[Data excerpts]
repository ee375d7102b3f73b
use anyhow::Result;
use clap::{CommandFactory, Parser, Subcommand};
use coinfx::core::log::init_logging;
use tracing::level_filters::LevelFilter;

#[derive(Parser)]
#[command(version, about)]
struct Cli {
    /// Enable verbose logging
    #[arg(short, long, global = true)]
    verbose: bool,

    /// Path to optional configuration file
    #[arg(short, long, global = true)]
    config_path: Option<String>,

    #[command(subcommand)]
    command: Option<Commands>,
}

#[derive(Subcommand)]
enum Commands {
    /// Create default configuration
    Setup,
    /// Run the HTTP conversion service
    Serve {
        /// Address to listen on, overrides the configured one
        #[arg(short, long)]
        bind: Option<String>,
    },
    /// Convert an amount between a crypto id and a fiat code
    Convert {
        /// Currency to convert from, e.g. bitcoin or eur
        base: String,
        /// Currency to convert to, e.g. usd or ethereum
        target: String,
        /// Amount of the base currency
        #[arg(short, long, default_value = "1")]
        amount: String,
        /// Print the raw JSON result
        #[arg(long)]
        json: bool,
    },
}

impl From<Commands> for coinfx::AppCommand {
    fn from(cmd: Commands) -> coinfx::AppCommand {
        match cmd {
            Commands::Serve { bind } => coinfx::AppCommand::Serve { bind },
            Commands::Convert {
                base,
                target,
                amount,
                json,
            } => coinfx::AppCommand::Convert {
                base,
                target,
                amount,
                json,
            },
            Commands::Setup => unreachable!("Setup command should be handled separately"),
        }
    }
}

#[tokio::main]
async fn main() -> Result<()> {
    let cli = Cli::parse();

    let default_level = match cli.command {
        Some(Commands::Serve { .. }) => LevelFilter::INFO,
        _ => LevelFilter::WARN,
    };
    init_logging(cli.verbose, default_level);

    let result = match cli.command {
        Some(Commands::Setup) => coinfx::cli::setup::setup(),
        Some(cmd) => coinfx::run_command(cmd.into(), cli.config_path.as_deref()).await,
        None => {
            Cli::command().print_help()?;
            Ok(())
        }
    };

    if let Err(e) = &result {
        tracing::error!(error = %e, "Application failed");
    }
    result
}
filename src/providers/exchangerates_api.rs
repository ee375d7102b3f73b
use super::util::{build_url, fetch_json};
use crate::core::currency::FiatRateProvider;
use anyhow::Result;
use async_trait::async_trait;
use serde::Deserialize;
use std::collections::HashMap;
use tracing::{debug, instrument};

/// apilayer Exchange Rates Data API. The key travels in the `apikey` header.
pub struct ExchangeRatesApiProvider {
    base_url: String,
    api_key: String,
    client: reqwest::Client,
}

impl ExchangeRatesApiProvider {
    pub fn new(base_url: &str, api_key: &str, client: reqwest::Client) -> Self {
        ExchangeRatesApiProvider {
            base_url: base_url.trim_end_matches('/').to_string(),
            api_key: api_key.to_string(),
            client,
        }
    }
}

#[derive(Debug, Deserialize)]
struct LatestResponse {
    rates: Option<HashMap<String, f64>>,
}

#[async_trait]
impl FiatRateProvider for ExchangeRatesApiProvider {
    fn name(&self) -> &'static str {
        "exchangerates_data"
    }

    #[instrument(name = "ExchangeRatesApiRate", skip(self))]
    async fn usd_rate(&self, code: &str) -> Result<Option<f64>> {
        let url = build_url(
            &self.base_url,
            &["exchangerates_data", "latest"],
            &[("base", "USD"), ("symbols", code)],
        )?;
        debug!("Requesting latest rate for {}", code);

        let request = self.client.get(url).header("apikey", &self.api_key);
        let data: LatestResponse = fetch_json(request, &format!("USD/{code}")).await?;
        Ok(data.rates.and_then(|rates| rates.get(code).copied()))
    }
}
use crate::core::market::MarketDataProvider;
use crate::core::metadata::CurrencyMetadata;
use std::collections::HashMap;
use std::sync::Arc;
use std::time::{Duration, Instant};
use tokio::sync::RwLock;
use tracing::{debug, info, warn};

/// Source of the current instant. Injected so expiry can be driven by tests.
pub trait Clock: Send + Sync {
    fn now(&self) -> Instant;
}

#[derive(Debug, Default, Clone, Copy)]
pub struct SystemClock;

impl Clock for SystemClock {
    fn now(&self) -> Instant {
        Instant::now()
    }
}

/// Crypto id (lowercase) to display metadata.
pub type CryptoMap = Arc<HashMap<String, CurrencyMetadata>>;

struct Snapshot {
    coins: CryptoMap,
    last_updated: Option<Instant>,
}

/// Lazily refreshed list of the top crypto currencies by market cap.
///
/// The whole map is replaced on refresh, never patched. A failed refresh
/// leaves the cache empty so the next call tries again.
pub struct CryptoSymbolCache {
    provider: Arc<dyn MarketDataProvider>,
    clock: Arc<dyn Clock>,
    ttl: Duration,
    size: usize,
    inner: RwLock<Snapshot>,
}

impl CryptoSymbolCache {
    pub fn new(provider: Arc<dyn MarketDataProvider>, ttl: Duration, size: usize) -> Self {
        Self::with_clock(provider, Arc::new(SystemClock), ttl, size)
    }

    pub fn with_clock(
        provider: Arc<dyn MarketDataProvider>,
        clock: Arc<dyn Clock>,
        ttl: Duration,
        size: usize,
    ) -> Self {
        Self {
            provider,
            clock,
            ttl,
            size,
            inner: RwLock::new(Snapshot {
                coins: Arc::new(HashMap::new()),
                last_updated: None,
            }),
        }
    }

    /// Returns the cached map, refreshing first when it is empty or older
    /// than the TTL. Never fails; an unreachable provider yields an empty map.
    pub async fn get(&self) -> CryptoMap {
        {
            let snapshot = self.inner.read().await;
            if !snapshot.coins.is_empty() && !self.is_stale(snapshot.last_updated) {
                debug!("Crypto cache HIT");
                return Arc::clone(&snapshot.coins);
            }
        }
        debug!("Crypto cache MISS");
        self.force_refresh().await
    }

    pub async fn force_refresh(&self) -> CryptoMap {
        match self.provider.top_markets(self.size).await {
            Ok(listing) => {
                let coins: HashMap<String, CurrencyMetadata> = listing
                    .into_iter()
                    .map(|mut coin| {
                        coin.code = coin.code.to_lowercase();
                        (coin.code.clone(), coin)
                    })
                    .collect();
                let coins = Arc::new(coins);

                let mut snapshot = self.inner.write().await;
                snapshot.coins = Arc::clone(&coins);
                snapshot.last_updated = Some(self.clock.now());
                info!(count = coins.len(), "Refreshed crypto symbol cache");
                coins
            }
            Err(e) => {
                warn!(error = %e, "Failed to fetch crypto list");
                let mut snapshot = self.inner.write().await;
                snapshot.coins = Arc::new(HashMap::new());
                Arc::clone(&snapshot.coins)
            }
        }
    }

    fn is_stale(&self, last_updated: Option<Instant>) -> bool {
        match last_updated {
            Some(at) => self.clock.now().saturating_duration_since(at) > self.ttl,
            None => true,
        }
    }
}

#[cfg(test)]
mod tests {
    use super::*;
    use crate::core::market::PricePoint;
    use anyhow::{Result, anyhow};
    use async_trait::async_trait;
    use std::sync::Mutex;
    use std::sync::atomic::{AtomicBool, AtomicUsize, Ordering};

    struct ManualClock {
        now: Mutex<Instant>,
    }

    impl ManualClock {
        fn new() -> Self {
            Self {
                now: Mutex::new(Instant::now()),
            }
        }

        fn advance(&self, by: Duration) {
            let mut now = self.now.lock().unwrap();
            *now += by;
        }
    }

    impl Clock for ManualClock {
        fn now(&self) -> Instant {
            *self.now.lock().unwrap()
        }
    }

    struct MockMarkets {
        calls: AtomicUsize,
        failing: AtomicBool,
    }

    impl MockMarkets {
        fn new() -> Self {
            Self {
                calls: AtomicUsize::new(0),
                failing: AtomicBool::new(false),
            }
        }
    }

    #[async_trait]
    impl MarketDataProvider for MockMarkets {
        async fn top_markets(&self, limit: usize) -> Result<Vec<CurrencyMetadata>> {
            self.calls.fetch_add(1, Ordering::SeqCst);
            assert_eq!(limit, 100);
            if self.failing.load(Ordering::SeqCst) {
                return Err(anyhow!("connection refused"));
            }
            Ok(vec![
                CurrencyMetadata {
                    code: "Bitcoin".to_string(),
                    name: "Bitcoin".to_string(),
                    icon: Some("btc.png".to_string()),
                },
                CurrencyMetadata {
                    code: "ethereum".to_string(),
                    name: "Ethereum".to_string(),
                    icon: None,
                },
            ])
        }

        async fn simple_price(&self, _id: &str, _vs: &str) -> Result<Option<f64>> {
            unimplemented!()
        }

        async fn market_chart(&self, _id: &str, _vs: &str, _days: u32) -> Result<Vec<PricePoint>> {
            unimplemented!()
        }
    }

    fn setup() -> (Arc<MockMarkets>, Arc<ManualClock>, CryptoSymbolCache) {
        let markets = Arc::new(MockMarkets::new());
        let clock = Arc::new(ManualClock::new());
        let cache = CryptoSymbolCache::with_clock(
            markets.clone(),
            clock.clone(),
            Duration::from_secs(600),
            100,
        );
        (markets, clock, cache)
    }

    #[tokio::test]
    async fn test_first_call_populates_cache() {
        let (markets, _clock, cache) = setup();

        let coins = cache.get().await;
        assert_eq!(coins.len(), 2);
        assert!(coins.contains_key("bitcoin"));
        assert_eq!(coins["bitcoin"].icon.as_deref(), Some("btc.png"));
        assert_eq!(markets.calls.load(Ordering::SeqCst), 1);
    }

    #[tokio::test]
    async fn test_call_within_ttl_reuses_cache() {
        let (markets, clock, cache) = setup();

        cache.get().await;
        clock.advance(Duration::from_secs(599));
        let coins = cache.get().await;

        assert_eq!(coins.len(), 2);
        assert_eq!(markets.calls.load(Ordering::SeqCst), 1);
    }

    #[tokio::test]
    async fn test_call_after_ttl_refreshes_once() {
        let (markets, clock, cache) = setup();

        cache.get().await;
        clock.advance(Duration::from_secs(601));
        cache.get().await;
        assert_eq!(markets.calls.load(Ordering::SeqCst), 2);

        cache.get().await;
        assert_eq!(markets.calls.load(Ordering::SeqCst), 2);
    }

    #[tokio::test]
    async fn test_failed_refresh_resets_to_empty() {
        let (markets, clock, cache) = setup();

        assert_eq!(cache.get().await.len(), 2);

        markets.failing.store(true, Ordering::SeqCst);
        clock.advance(Duration::from_secs(601));
        assert!(cache.get().await.is_empty());

        // Empty cache is retried on the very next call
        markets.failing.store(false, Ordering::SeqCst);
        assert_eq!(cache.get().await.len(), 2);
        assert_eq!(markets.calls.load(Ordering::SeqCst), 3);
    }

    #[tokio::test]
    async fn test_force_refresh_ignores_ttl() {
        let (markets, _clock, cache) = setup();

        cache.get().await;
        cache.force_refresh().await;
        assert_eq!(markets.calls.load(Ordering::SeqCst), 2);
    }
}
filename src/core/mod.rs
//! Core conversion logic and the abstractions it is built on

pub mod cache;
pub mod config;
pub mod convert;
pub mod currency;
pub mod log;
pub mod market;
pub mod metadata;
pub mod rates;

// Re-export main types for cleaner imports
pub use cache::CryptoSymbolCache;
pub use convert::{ConversionError, ConversionResult, Converter, RateSource};
pub use currency::FiatRateProvider;
pub use market::{MarketDataProvider, PricePoint};
pub use metadata::{CurrencyMetadata, FiatTable};
pub use rates::FiatRateResolver;
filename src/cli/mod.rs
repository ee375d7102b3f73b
pub mod convert;
pub mod setup;
pub mod ui;
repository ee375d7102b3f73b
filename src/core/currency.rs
//! Fiat exchange rate abstractions

use anyhow::Result;
use async_trait::async_trait;

/// A source of USD based fiat exchange rates.
#[async_trait]
pub trait FiatRateProvider: Send + Sync {
    /// Short name used in logs.
    fn name(&self) -> &'static str;

    /// Units of `code` per one USD. `code` is uppercase. `Ok(None)` means the
    /// provider answered but had no rate for `code`.
    async fn usd_rate(&self, code: &str) -> Result<Option<f64>>;
}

TASK GOAL ->
Reproduce each line of the records in which "client" appears.

TASK SOLUTION ->
    client: reqwest::Client,
    pub fn new(base_url: &str, api_key: &str, client: reqwest::Client) -> Self {
            client,
        let request = self.client.get(url).header("apikey", &self.api_key);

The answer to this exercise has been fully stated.